Anya Roberts v. eXp Realty, LLC
2:23-cv-10492
| C.D. Cal. | May 2, 2025Background
- Plaintiff Anya Roberts, a Florida real estate agent, sued eXp Realty, LLC and others, including Emily Keenan, alleging sexual assault and related torts during a work conference in Puerto Vallarta, Mexico in February 2020.
- The complaint included federal TVPRA claims and several state tort claims: sexual battery, civil battery, and intentional infliction of emotional distress against Keenan.
- Defendant Keenan, who resides in Arizona, moved to dismiss alleging lack of personal jurisdiction, improper venue, and statute of limitations.
- Keenan had already filed an Answer to the suit without raising objections as to jurisdiction or venue.

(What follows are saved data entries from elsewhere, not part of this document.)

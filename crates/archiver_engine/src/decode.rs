use chardetng::EncodingDetector;
use encoding_rs::Encoding;

#[derive(Debug, Clone, PartialEq, Eq)]
pub struct DecodedBody {
    pub text: String,
    pub encoding_label: String,
}

#[derive(Debug, thiserror::Error, PartialEq, Eq)]
pub enum DecodeError {
    #[error("failed to decode body with {encoding}")]
    Malformed { encoding: String },
}

/// Decode a listing body to UTF-8: BOM, then Content-Type charset, then detection.
///
/// Solutions are archived byte-for-byte as text, so a body with malformed
/// sequences is rejected rather than patched with replacement characters.
pub fn decode_body(bytes: &[u8], content_type: Option<&str>) -> Result<DecodedBody, DecodeError> {
    if let Some((encoding, _)) = Encoding::for_bom(bytes) {
        return decode_with(bytes, encoding);
    }

    let declared = content_type
        .and_then(charset_label)
        .and_then(|label| Encoding::for_label(label.as_bytes()));
    if let Some(encoding) = declared {
        return decode_with(bytes, encoding);
    }

    let mut detector = EncodingDetector::new();
    detector.feed(bytes, true);
    decode_with(bytes, detector.guess(None, true))
}

fn charset_label(content_type: &str) -> Option<String> {
    content_type.split(';').find_map(|part| {
        let (key, value) = part.split_once('=')?;
        key.trim()
            .eq_ignore_ascii_case("charset")
            .then(|| value.trim().trim_matches(['"', '\'']).to_string())
    })
}

fn decode_with(bytes: &[u8], encoding: &'static Encoding) -> Result<DecodedBody, DecodeError> {
    let (text, _, had_errors) = encoding.decode(bytes);
    if had_errors {
        return Err(DecodeError::Malformed {
            encoding: encoding.name().to_string(),
        });
    }
    Ok(DecodedBody {
        text: text.into_owned(),
        encoding_label: encoding.name().to_string(),
    })
}
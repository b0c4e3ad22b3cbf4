//! Archiver core: pure naming, deduplication and run state machine.
mod effect;
mod language;
mod msg;
mod naming;
mod solution;
mod state;
mod summary;
mod update;

pub use effect::Effect;
pub use language::{extension_for, Extension, LanguageMap};
pub use msg::Msg;
pub use naming::{readme_contents, sanitize_name, solution_filename, README_FILE};
pub use solution::{dedupe_solutions, ChallengeRecord, Solution, UniqueSolutions};
pub use state::{ArchiveCounters, ArchivePhase, ArchiveState, ArchiveWarning};
pub use summary::ArchiveSummary;
pub use update::{classify_page, update, PageVerdict};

- Case filed in December 2023; conduct alleged to have occurred in February 2020.
- The court considered both U.S. (California) and Mexican law regarding the applicable statute of limitations.
Issues
| Issue | Plaintiff's Argument | Defendant's Argument | Held |
|---|---|---|---|
| Personal Jurisdiction & Venue | Jurisdiction/venue appropriate; no argument of waiver by Roberts. | Objections to jurisdiction and venue; asserted court lacks them. | Objections waived; not timely raised. |
| Statute of Limitations (CA law) | California sexual assault law could extend/toll limitations. | Claims time-barred; plaintiff is non-CA resident, events out-of-state. | CA law does not revive claims by non-residents. |
| Statute of Limitations (Mexico law) | Mexican law provides discovery rule/equitable tolling under Article 1158. | Mexican law provides two-year statute, no tolling for these tort claims. | No tolling; two-year limit under Mexican law. |
| Equitable Tolling/Discovery Rule | Plaintiff unable to recall due to trauma, cites U.S. precedent for tolling. | Not available under Mexican statute; U.S. law not applicable. | No support for equitable tolling under MX law. |
Key Cases Cited
- Erickson v. Pardus, 551 U.S. 89 (Rule 12(b)(6) plausibility pleading standard)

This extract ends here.